Explaining the Catholic Church’s teachings on marriage is an action that now risks being categorized as against anti-discrimination legislation.
This is the experience of Hobart’s Archbishop Julian Porteous. Hobart, the capital city of the Australian state of Tasmania, was one of the places the Church in Australia distributed a pamphlet, titled “Don’t Mess With Marriage,” produced by the Australian Catholic Bishops Conference. The pamphlet sets out the traditional teaching on marriage.
Archbishop Porteous was accused by transgender Greens political candidate Martine Delaney of breaching the Tasmanian Anti-Discrimination Act by circulating the pamphlet to parents of Catholic school students.
Anti-Discrimination Commissioner Robin Banks said the matter should be considered and that conciliation was “unlikely” to solve the issue because “it raises issues of public importance,” the Australian newspaper reported November 13.
Subsequently, however, Delaney asked for the matter to be conciliated. Moreover, in a statement issued this week Delaney said that: “I wholeheartedly support the Catholic Church’s right to oppose marriage equality, and its right to voice its opposition.”
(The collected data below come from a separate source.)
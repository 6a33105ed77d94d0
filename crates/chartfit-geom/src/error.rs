#[derive(Debug, Clone, PartialEq, thiserror::Error)]
pub enum Error {
    #[error("item {id:?} has a negative weight: {weight}")]
    NegativeWeight { id: String, weight: f64 },

    #[error("item {id:?} has a non-finite weight: {weight}")]
    NonFiniteWeight { id: String, weight: f64 },

    #[error("{field} must be a positive finite number (got {value})")]
    InvalidDimension { field: &'static str, value: f64 },
}

pub type Result<T> = std::result::Result<T, Error>;

/// Rejects non-finite or non-positive dimensions.
pub fn positive_dimension(field: &'static str, value: f64) -> Result<f64> {
    if value.is_finite() && value > 0.0 {
        Ok(value)
    } else {
        Err(Error::InvalidDimension { field, value })
    }
}

/// Rejects non-finite or negative dimensions; zero is allowed.
pub fn non_negative_dimension(field: &'static str, value: f64) -> Result<f64> {
    if value.is_finite() && value >= 0.0 {
        Ok(value)
    } else {
        Err(Error::InvalidDimension { field, value })
    }
}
The alternative to a conciliation process is an investigation, likely to last a number of months, involving written submissions and statements.
Archbishop Porteous said his aim in distributing the booklet in Tasmania was to assist the Catholic community in understanding the teaching of the Catholic Church “at a time when debate [on marriage] was widespread within the community.”
“It was never the intention of the document or myself to in any way cause any distress for people,” he said, in a statement issued by the Archdiocese of Hobart.
The move to conciliation follows strong protests against the initial action taken by Delaney. Archbishop Anthony Fisher of Sydney said the attempt to silence the Church on the marriage issue was “astonishing and truly alarming,” in a statement issued November 13.
«Fair-minded readers of the bishops’ statement on marriage would see it was a very carefully worded and indeed compassionate statement, not designed to provoke or hurt anyone. The concerted campaign that has followed its publication suggests that some people simply cannot tolerate Christian beliefs being held by anyone, spoken by anyone, influencing anyone,” Archbishop Fisher explained.
The Australian Christian Lobby also defended Archbishop Porteous. “Having achieved full practical equality with married couples some years ago, same-sex political activists in their quest to claim the word ‘marriage’ want to legally punish anyone who expresses a different opinion,” said Lyle Shelton, the lobby’s managing director.